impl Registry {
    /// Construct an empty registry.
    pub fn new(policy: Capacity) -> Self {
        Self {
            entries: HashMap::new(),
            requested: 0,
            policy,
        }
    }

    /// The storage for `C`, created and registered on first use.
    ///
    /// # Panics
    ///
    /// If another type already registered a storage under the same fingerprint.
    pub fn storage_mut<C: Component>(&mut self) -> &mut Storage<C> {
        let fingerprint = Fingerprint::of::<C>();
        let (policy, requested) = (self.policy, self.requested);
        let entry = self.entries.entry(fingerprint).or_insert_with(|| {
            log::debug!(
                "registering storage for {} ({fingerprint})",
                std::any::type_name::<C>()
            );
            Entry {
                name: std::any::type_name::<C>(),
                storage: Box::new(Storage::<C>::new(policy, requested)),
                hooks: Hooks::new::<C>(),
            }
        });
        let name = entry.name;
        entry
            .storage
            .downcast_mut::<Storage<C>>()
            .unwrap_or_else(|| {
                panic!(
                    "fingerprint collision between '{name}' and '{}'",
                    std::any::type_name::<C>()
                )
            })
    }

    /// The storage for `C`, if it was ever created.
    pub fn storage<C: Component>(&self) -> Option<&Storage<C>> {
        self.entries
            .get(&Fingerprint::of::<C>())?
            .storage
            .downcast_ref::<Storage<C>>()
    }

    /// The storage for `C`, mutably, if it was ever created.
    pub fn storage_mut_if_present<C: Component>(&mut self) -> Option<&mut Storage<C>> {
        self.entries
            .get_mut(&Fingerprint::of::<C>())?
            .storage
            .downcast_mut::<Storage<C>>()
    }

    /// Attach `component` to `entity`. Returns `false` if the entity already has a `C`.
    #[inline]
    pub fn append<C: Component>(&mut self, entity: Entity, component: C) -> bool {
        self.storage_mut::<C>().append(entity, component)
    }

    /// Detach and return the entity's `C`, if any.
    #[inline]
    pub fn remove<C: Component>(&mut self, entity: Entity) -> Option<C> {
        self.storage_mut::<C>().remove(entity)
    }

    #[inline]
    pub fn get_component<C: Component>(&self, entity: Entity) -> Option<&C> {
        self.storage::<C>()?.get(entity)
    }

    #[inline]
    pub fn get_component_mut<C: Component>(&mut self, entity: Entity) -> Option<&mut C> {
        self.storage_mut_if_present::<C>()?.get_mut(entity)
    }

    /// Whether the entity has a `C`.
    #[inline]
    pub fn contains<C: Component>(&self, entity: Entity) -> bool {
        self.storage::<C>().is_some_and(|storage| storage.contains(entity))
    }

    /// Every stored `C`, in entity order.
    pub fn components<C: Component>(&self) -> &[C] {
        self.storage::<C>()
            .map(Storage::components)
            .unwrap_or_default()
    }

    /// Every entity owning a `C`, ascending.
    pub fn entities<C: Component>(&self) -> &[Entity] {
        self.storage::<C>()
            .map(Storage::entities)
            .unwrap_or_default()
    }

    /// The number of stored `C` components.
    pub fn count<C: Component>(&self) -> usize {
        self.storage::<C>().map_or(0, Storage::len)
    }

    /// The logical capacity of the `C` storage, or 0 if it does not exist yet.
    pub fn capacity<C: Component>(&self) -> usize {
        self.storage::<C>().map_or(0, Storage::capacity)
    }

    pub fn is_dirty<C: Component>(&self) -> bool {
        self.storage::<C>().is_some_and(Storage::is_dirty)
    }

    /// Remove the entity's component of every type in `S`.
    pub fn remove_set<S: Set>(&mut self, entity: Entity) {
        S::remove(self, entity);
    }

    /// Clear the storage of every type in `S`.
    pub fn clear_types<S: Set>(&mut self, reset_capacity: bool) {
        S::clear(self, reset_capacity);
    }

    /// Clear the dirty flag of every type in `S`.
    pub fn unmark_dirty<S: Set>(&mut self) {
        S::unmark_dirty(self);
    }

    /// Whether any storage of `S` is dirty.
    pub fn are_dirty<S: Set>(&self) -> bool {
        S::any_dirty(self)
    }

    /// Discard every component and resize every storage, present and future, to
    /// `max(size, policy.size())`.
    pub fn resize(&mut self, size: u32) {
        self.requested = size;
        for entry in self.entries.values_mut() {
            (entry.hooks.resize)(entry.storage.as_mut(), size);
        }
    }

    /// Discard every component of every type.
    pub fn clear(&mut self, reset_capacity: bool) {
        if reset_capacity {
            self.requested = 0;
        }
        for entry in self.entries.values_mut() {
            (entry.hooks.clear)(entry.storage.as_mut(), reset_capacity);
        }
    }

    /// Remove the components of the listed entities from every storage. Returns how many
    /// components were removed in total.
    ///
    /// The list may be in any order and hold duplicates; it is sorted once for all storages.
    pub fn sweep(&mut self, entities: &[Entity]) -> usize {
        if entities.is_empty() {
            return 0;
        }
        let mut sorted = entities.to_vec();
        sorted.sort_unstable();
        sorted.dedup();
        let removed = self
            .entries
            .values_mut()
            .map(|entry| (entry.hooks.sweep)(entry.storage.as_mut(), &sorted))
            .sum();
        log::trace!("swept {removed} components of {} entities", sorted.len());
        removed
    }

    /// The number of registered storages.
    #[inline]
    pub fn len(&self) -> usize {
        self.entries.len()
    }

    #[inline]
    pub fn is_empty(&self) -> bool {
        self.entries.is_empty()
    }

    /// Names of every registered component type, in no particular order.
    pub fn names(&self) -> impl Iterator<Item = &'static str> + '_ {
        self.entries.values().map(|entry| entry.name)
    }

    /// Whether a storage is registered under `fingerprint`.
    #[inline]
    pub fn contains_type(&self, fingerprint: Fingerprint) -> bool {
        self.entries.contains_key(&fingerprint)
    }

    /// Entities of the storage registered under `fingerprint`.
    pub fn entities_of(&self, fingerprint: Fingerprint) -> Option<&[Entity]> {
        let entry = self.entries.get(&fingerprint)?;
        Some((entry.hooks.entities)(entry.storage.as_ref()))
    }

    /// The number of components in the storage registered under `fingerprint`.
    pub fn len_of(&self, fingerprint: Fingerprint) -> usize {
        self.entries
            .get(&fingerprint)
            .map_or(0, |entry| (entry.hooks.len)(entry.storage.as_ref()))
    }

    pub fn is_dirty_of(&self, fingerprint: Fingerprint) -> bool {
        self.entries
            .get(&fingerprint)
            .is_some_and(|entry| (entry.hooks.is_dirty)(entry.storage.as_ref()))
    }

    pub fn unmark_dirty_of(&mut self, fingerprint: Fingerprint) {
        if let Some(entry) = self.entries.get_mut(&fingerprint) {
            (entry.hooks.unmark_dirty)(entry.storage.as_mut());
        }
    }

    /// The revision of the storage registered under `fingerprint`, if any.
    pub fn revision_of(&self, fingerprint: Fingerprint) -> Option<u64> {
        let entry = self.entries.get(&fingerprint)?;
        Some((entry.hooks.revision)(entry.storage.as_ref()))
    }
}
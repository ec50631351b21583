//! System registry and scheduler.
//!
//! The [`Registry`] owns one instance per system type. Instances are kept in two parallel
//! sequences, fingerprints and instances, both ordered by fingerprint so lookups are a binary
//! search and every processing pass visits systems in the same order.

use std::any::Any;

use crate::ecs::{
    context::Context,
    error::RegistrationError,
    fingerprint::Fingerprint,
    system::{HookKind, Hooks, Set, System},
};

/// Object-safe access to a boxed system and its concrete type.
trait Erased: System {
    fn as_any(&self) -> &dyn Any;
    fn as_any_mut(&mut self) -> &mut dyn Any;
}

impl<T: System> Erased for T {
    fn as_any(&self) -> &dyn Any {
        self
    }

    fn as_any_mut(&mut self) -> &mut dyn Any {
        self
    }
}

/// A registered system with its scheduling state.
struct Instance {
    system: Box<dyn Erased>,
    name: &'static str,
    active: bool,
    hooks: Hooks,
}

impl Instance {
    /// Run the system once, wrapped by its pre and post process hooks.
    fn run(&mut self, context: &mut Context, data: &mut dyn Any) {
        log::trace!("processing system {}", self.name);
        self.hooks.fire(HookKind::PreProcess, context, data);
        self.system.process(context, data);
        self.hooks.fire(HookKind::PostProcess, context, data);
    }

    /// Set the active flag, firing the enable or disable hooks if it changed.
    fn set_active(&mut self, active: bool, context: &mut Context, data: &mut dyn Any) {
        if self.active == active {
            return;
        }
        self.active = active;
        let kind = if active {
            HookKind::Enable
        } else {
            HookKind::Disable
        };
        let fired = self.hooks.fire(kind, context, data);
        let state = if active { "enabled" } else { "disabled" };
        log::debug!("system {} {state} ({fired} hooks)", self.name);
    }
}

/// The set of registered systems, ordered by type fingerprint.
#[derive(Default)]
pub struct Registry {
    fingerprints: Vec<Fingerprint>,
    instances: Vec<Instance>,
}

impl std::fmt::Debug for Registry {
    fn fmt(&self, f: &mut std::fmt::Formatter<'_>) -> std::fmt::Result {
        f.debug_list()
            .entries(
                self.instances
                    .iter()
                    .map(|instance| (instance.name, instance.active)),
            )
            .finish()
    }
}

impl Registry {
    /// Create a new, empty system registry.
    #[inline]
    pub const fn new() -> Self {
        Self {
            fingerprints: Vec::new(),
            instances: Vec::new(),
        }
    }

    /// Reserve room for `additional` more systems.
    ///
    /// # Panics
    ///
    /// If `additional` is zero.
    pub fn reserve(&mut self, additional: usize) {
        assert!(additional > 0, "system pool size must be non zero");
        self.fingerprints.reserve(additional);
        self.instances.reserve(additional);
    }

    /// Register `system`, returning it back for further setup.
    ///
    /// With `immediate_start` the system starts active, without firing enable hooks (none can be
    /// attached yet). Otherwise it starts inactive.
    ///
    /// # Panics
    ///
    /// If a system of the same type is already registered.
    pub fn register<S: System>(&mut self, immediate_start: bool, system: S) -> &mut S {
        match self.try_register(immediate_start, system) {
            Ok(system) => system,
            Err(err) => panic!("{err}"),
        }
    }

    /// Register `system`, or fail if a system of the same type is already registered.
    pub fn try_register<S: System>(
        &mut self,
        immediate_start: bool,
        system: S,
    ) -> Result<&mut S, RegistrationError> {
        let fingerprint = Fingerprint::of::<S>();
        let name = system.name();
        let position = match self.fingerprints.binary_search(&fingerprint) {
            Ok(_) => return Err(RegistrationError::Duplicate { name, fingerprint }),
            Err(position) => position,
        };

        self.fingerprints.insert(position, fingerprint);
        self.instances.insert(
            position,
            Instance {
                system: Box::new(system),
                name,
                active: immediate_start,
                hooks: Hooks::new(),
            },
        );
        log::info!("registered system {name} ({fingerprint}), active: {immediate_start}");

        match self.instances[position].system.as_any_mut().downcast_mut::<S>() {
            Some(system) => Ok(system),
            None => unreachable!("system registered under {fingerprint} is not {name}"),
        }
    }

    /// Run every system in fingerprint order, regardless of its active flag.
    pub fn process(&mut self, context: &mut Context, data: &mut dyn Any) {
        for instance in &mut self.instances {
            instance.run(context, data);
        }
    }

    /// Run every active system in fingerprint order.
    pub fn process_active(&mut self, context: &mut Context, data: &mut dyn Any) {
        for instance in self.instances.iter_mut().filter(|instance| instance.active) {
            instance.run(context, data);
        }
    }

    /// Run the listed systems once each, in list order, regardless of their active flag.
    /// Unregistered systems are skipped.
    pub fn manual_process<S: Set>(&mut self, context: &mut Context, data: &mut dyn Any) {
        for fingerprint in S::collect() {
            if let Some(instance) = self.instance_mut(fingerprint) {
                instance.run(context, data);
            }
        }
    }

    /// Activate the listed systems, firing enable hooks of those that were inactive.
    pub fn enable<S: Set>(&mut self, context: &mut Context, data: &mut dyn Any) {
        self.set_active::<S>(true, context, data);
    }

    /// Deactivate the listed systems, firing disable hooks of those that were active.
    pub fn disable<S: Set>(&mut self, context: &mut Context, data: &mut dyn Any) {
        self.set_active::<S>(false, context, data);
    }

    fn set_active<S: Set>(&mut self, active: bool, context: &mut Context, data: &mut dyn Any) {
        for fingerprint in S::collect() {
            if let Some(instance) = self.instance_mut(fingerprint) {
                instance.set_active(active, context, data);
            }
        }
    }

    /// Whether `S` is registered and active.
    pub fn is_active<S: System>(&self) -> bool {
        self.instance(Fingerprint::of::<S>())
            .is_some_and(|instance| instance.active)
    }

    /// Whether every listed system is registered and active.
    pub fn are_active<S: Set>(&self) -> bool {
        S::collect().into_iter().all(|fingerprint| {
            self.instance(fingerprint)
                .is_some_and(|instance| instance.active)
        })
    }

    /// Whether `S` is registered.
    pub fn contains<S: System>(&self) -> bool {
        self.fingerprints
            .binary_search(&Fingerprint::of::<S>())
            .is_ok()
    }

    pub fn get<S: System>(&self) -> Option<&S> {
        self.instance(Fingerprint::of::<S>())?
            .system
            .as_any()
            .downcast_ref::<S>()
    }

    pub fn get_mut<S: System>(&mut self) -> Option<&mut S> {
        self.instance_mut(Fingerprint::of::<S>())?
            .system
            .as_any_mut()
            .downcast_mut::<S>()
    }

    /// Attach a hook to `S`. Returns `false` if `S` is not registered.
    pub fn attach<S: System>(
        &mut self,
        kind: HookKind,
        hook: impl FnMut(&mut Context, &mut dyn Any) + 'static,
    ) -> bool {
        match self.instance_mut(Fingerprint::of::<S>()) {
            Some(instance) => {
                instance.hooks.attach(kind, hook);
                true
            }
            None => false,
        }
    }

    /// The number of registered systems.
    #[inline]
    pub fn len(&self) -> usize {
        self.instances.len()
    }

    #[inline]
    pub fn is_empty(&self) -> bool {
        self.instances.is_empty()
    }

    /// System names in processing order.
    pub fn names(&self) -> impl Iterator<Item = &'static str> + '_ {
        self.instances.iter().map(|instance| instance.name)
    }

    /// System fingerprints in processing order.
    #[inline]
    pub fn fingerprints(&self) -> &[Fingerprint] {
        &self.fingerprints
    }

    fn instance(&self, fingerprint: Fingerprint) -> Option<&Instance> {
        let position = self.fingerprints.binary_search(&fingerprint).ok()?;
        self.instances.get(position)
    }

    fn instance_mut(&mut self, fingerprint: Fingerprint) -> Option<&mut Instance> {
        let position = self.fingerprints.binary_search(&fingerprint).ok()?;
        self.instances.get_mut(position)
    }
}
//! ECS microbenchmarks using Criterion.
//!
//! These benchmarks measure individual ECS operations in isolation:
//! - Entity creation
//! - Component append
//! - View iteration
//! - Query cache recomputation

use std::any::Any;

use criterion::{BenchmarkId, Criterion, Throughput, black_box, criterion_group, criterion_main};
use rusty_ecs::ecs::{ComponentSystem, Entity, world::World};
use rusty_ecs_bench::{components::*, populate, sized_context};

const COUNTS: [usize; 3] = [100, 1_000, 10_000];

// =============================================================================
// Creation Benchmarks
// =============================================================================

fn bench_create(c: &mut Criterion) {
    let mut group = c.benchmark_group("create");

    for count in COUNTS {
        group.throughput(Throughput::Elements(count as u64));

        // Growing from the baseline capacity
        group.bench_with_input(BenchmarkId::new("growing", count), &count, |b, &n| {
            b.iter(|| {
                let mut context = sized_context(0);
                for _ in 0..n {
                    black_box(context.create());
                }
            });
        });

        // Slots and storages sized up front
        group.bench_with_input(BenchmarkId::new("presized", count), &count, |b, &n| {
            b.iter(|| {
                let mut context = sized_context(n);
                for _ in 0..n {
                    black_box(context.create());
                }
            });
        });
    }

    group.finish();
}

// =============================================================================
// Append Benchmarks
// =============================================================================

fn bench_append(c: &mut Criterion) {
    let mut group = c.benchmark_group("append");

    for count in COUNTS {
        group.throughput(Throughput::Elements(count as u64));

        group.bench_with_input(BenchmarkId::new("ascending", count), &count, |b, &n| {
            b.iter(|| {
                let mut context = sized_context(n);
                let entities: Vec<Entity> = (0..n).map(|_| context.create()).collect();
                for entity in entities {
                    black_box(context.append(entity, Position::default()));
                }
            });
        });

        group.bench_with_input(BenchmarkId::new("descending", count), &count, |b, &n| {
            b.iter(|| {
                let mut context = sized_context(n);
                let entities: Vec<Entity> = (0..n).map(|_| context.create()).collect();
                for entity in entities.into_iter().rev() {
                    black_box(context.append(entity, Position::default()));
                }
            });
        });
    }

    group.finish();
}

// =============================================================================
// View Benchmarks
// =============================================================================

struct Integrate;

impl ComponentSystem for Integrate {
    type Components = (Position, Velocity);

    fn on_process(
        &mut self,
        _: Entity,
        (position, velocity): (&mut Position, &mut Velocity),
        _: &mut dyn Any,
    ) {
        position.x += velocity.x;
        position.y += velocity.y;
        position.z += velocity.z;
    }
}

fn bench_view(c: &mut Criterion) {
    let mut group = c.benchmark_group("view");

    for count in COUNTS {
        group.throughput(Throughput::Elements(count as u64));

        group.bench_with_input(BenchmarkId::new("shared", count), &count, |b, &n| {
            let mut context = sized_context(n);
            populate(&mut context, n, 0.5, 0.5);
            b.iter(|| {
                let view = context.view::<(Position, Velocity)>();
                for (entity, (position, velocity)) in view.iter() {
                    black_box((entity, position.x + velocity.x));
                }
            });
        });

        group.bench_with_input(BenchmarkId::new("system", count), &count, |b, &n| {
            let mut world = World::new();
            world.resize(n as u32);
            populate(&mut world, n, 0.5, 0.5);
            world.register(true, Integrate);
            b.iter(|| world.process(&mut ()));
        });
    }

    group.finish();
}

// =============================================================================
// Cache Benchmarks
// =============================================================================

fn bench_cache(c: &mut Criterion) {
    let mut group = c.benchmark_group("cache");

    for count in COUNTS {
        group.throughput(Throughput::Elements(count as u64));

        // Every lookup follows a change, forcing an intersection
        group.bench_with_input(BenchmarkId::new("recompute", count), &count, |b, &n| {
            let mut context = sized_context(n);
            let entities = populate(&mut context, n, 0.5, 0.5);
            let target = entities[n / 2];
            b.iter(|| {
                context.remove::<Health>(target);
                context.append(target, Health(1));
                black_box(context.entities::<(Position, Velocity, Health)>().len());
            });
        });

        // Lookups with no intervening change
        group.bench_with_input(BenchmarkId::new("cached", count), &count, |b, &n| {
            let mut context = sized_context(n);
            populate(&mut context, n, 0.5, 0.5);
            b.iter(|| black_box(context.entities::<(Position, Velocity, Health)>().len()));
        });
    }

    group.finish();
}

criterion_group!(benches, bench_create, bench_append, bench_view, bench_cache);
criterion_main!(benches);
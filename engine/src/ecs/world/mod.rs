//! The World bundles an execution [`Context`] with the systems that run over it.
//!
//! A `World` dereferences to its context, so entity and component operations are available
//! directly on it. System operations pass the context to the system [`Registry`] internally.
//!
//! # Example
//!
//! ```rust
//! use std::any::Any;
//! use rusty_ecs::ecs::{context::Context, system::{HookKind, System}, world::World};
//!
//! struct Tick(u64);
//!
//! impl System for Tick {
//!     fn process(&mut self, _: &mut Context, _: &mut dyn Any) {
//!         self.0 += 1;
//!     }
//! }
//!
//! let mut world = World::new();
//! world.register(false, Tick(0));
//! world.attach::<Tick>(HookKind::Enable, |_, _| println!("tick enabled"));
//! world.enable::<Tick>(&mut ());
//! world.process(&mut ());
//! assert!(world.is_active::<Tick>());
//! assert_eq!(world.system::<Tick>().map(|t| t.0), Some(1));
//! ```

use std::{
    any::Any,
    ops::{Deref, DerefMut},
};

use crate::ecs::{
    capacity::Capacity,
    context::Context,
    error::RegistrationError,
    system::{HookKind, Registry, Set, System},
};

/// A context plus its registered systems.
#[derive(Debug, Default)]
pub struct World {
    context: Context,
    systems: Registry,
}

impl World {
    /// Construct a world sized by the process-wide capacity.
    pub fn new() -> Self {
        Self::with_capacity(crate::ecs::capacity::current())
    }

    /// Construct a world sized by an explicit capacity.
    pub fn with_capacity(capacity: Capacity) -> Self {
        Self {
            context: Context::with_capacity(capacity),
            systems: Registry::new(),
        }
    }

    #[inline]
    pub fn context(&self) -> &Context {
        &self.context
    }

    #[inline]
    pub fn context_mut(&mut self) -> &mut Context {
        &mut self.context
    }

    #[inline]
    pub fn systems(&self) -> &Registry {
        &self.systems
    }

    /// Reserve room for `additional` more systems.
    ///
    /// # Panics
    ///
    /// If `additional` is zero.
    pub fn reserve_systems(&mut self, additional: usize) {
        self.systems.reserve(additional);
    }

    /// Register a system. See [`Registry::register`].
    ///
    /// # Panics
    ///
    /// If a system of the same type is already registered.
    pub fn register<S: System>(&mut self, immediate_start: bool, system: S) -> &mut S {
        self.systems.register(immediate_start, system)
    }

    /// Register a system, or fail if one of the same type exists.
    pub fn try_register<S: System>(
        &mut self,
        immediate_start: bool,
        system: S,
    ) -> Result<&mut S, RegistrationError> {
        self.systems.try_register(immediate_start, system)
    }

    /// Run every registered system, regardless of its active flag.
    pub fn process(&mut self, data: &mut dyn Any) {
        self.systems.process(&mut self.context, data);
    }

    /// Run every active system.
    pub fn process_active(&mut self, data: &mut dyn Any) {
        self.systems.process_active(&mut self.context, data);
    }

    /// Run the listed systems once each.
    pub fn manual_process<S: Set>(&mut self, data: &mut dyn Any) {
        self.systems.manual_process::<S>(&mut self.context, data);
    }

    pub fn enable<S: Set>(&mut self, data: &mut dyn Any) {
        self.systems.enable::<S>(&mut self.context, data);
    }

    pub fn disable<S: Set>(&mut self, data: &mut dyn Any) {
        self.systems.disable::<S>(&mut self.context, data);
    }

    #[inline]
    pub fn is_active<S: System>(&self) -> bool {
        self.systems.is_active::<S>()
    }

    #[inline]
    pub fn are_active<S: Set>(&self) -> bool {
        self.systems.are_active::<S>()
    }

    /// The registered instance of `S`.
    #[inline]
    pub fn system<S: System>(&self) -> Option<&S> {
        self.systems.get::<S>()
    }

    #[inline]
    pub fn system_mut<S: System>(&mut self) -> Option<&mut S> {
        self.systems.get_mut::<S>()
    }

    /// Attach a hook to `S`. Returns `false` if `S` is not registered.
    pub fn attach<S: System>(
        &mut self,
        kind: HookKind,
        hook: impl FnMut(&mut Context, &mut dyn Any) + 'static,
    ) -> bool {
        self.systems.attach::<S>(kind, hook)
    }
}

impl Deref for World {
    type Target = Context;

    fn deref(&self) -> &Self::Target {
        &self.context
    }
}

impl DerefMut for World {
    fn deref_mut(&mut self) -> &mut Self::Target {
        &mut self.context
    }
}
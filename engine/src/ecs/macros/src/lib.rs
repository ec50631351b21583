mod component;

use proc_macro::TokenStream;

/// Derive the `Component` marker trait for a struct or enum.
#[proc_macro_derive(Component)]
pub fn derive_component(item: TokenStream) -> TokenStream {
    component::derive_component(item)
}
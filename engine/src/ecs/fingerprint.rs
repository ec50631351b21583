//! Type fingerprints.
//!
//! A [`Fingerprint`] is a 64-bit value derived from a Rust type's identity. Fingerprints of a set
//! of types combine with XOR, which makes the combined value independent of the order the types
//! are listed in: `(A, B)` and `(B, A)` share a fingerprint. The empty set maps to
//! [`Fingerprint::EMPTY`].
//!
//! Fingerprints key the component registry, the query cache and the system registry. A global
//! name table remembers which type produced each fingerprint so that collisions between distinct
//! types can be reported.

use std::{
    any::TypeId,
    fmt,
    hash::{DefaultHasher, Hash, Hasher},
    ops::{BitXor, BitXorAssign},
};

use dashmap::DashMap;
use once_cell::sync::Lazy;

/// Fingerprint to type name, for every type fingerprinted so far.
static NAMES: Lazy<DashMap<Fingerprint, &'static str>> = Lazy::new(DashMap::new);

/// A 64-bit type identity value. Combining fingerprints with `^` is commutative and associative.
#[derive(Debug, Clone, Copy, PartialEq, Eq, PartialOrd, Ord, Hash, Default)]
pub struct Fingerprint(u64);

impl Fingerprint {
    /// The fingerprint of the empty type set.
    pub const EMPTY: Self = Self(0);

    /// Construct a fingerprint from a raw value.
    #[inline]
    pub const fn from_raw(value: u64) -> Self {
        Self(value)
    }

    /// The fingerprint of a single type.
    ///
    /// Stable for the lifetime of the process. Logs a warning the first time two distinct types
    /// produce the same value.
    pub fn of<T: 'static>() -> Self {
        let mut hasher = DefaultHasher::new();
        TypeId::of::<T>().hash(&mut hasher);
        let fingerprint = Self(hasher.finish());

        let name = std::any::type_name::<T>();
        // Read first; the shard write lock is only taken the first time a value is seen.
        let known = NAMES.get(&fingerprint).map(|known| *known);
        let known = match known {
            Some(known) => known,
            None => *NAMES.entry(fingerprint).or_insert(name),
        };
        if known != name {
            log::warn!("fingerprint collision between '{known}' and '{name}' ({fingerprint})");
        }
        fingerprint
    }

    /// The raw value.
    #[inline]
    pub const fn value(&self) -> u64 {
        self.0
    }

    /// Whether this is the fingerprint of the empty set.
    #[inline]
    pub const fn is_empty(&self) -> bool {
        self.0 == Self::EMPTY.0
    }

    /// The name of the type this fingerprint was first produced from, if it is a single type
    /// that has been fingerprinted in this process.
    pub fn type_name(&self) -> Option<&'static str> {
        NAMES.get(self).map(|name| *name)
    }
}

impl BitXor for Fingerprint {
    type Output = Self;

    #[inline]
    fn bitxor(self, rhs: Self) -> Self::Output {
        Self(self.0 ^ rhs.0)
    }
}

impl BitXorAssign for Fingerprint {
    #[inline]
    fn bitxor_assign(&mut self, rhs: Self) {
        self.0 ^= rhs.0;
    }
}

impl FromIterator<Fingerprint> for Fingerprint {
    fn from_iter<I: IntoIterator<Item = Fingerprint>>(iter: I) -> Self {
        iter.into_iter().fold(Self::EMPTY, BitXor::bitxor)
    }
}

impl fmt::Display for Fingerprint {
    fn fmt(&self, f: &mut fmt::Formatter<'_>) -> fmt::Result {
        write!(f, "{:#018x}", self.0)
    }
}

^^^^^^^^

**What to produce**
Over all the entries, say how many lines hold the string "firing". The reply is the number alone.

**Exercise output**
4